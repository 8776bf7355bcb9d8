//! Author-side curriculum management. Every route here sits behind the
//! admin middleware.

use axum::{
    Json,
    extract::{Path, State},
    http::StatusCode,
};
use serde::Deserialize;

use lectern_core::application::services::curriculum::LectureInput;
use lectern_core::database::ports::catalog::LectureUpdate;
use lectern_model::{Course, CourseId, CourseStatus, Lecture, LectureId, Section, SectionId};

use crate::errors::AppResult;
use crate::infra::app_state::AppState;

#[derive(Debug, Deserialize)]
pub struct CreateCourseRequest {
    pub title: String,
    #[serde(default)]
    pub description: String,
}

/// POST /admin/courses
pub async fn create_course(
    State(state): State<AppState>,
    Json(req): Json<CreateCourseRequest>,
) -> AppResult<(StatusCode, Json<Course>)> {
    let course = state
        .curriculum
        .create_course(&req.title, &req.description)
        .await?;
    Ok((StatusCode::CREATED, Json(course)))
}

#[derive(Debug, Deserialize)]
pub struct SetStatusRequest {
    pub status: CourseStatus,
}

/// PUT /admin/courses/{course_id}/status
pub async fn set_course_status(
    State(state): State<AppState>,
    Path(course_id): Path<CourseId>,
    Json(req): Json<SetStatusRequest>,
) -> AppResult<Json<Course>> {
    let course = state
        .curriculum
        .set_course_status(course_id, req.status)
        .await?;
    Ok(Json(course))
}

#[derive(Debug, Deserialize)]
pub struct CreateSectionRequest {
    pub title: String,
    #[serde(default)]
    pub description: String,
}

/// POST /admin/courses/{course_id}/sections
pub async fn create_section(
    State(state): State<AppState>,
    Path(course_id): Path<CourseId>,
    Json(req): Json<CreateSectionRequest>,
) -> AppResult<(StatusCode, Json<Section>)> {
    let section = state
        .curriculum
        .add_section(course_id, &req.title, &req.description)
        .await?;
    Ok((StatusCode::CREATED, Json(section)))
}

#[derive(Debug, Deserialize)]
pub struct UpdateSectionRequest {
    pub title: Option<String>,
    pub description: Option<String>,
}

/// PUT /admin/courses/{course_id}/sections/{section_id}
pub async fn update_section(
    State(state): State<AppState>,
    Path((course_id, section_id)): Path<(CourseId, SectionId)>,
    Json(req): Json<UpdateSectionRequest>,
) -> AppResult<Json<Section>> {
    let section = state
        .curriculum
        .update_section(course_id, section_id, req.title, req.description)
        .await?;
    Ok(Json(section))
}

#[derive(Debug, Deserialize)]
pub struct ReorderSectionsRequest {
    /// Every active section of the course, in the desired order.
    #[serde(alias = "orderedSectionIds")]
    pub ordered_ids: Vec<SectionId>,
}

/// PATCH /admin/courses/{course_id}/sections/reorder
pub async fn reorder_sections(
    State(state): State<AppState>,
    Path(course_id): Path<CourseId>,
    Json(req): Json<ReorderSectionsRequest>,
) -> AppResult<Json<Vec<Section>>> {
    let sections = state
        .curriculum
        .reorder_sections(course_id, req.ordered_ids)
        .await?;
    Ok(Json(sections))
}

/// DELETE /admin/courses/{course_id}/sections/{section_id}
pub async fn delete_section(
    State(state): State<AppState>,
    Path((course_id, section_id)): Path<(CourseId, SectionId)>,
) -> AppResult<StatusCode> {
    state.curriculum.delete_section(course_id, section_id).await?;
    Ok(StatusCode::NO_CONTENT)
}

#[derive(Debug, Deserialize)]
pub struct CreateLectureRequest {
    pub title: String,
    #[serde(default)]
    pub description: String,
    pub storage_id: String,
    pub duration_seconds: i32,
}

/// POST /admin/courses/{course_id}/sections/{section_id}/lectures
pub async fn create_lecture(
    State(state): State<AppState>,
    Path((course_id, section_id)): Path<(CourseId, SectionId)>,
    Json(req): Json<CreateLectureRequest>,
) -> AppResult<(StatusCode, Json<Lecture>)> {
    let lecture = state
        .curriculum
        .add_lecture(
            course_id,
            section_id,
            LectureInput {
                title: req.title,
                description: req.description,
                storage_id: req.storage_id,
                duration_seconds: req.duration_seconds,
            },
        )
        .await?;
    Ok((StatusCode::CREATED, Json(lecture)))
}

#[derive(Debug, Deserialize)]
pub struct UpdateLectureRequest {
    pub title: Option<String>,
    pub description: Option<String>,
    pub storage_id: Option<String>,
    pub duration_seconds: Option<i32>,
}

/// PUT /admin/courses/{course_id}/sections/{section_id}/lectures/{lecture_id}
pub async fn update_lecture(
    State(state): State<AppState>,
    Path((course_id, section_id, lecture_id)): Path<(CourseId, SectionId, LectureId)>,
    Json(req): Json<UpdateLectureRequest>,
) -> AppResult<Json<Lecture>> {
    let lecture = state
        .curriculum
        .update_lecture(
            course_id,
            section_id,
            lecture_id,
            LectureUpdate {
                title: req.title,
                description: req.description,
                storage_id: req.storage_id,
                duration_seconds: req.duration_seconds,
            },
        )
        .await?;
    Ok(Json(lecture))
}

#[derive(Debug, Deserialize)]
pub struct ReorderLecturesRequest {
    /// Every active lecture of the section, in the desired order.
    #[serde(alias = "orderedLectureIds")]
    pub ordered_ids: Vec<LectureId>,
}

/// PATCH /admin/courses/{course_id}/sections/{section_id}/lectures/reorder
pub async fn reorder_lectures(
    State(state): State<AppState>,
    Path((course_id, section_id)): Path<(CourseId, SectionId)>,
    Json(req): Json<ReorderLecturesRequest>,
) -> AppResult<Json<Vec<Lecture>>> {
    let lectures = state
        .curriculum
        .reorder_lectures(course_id, section_id, req.ordered_ids)
        .await?;
    Ok(Json(lectures))
}

/// DELETE /admin/courses/{course_id}/sections/{section_id}/lectures/{lecture_id}
pub async fn delete_lecture(
    State(state): State<AppState>,
    Path((course_id, section_id, lecture_id)): Path<(CourseId, SectionId, LectureId)>,
) -> AppResult<StatusCode> {
    state
        .curriculum
        .delete_lecture(course_id, section_id, lecture_id)
        .await?;
    Ok(StatusCode::NO_CONTENT)
}

/// PATCH /admin/courses/{course_id}/sections/{section_id}/lectures/{lecture_id}/toggle-preview
pub async fn toggle_free_preview(
    State(state): State<AppState>,
    Path((course_id, section_id, lecture_id)): Path<(CourseId, SectionId, LectureId)>,
) -> AppResult<Json<Lecture>> {
    let lecture = state
        .curriculum
        .toggle_free_preview(course_id, section_id, lecture_id)
        .await?;
    Ok(Json(lecture))
}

== == ==

ASSIGNMENT:
Check each line of the records above, and copy those that hold the word "active".

EXPECTED OUTPUT:
    /// Every active section of the course, in the desired order.
    /// Every active lecture of the section, in the desired order.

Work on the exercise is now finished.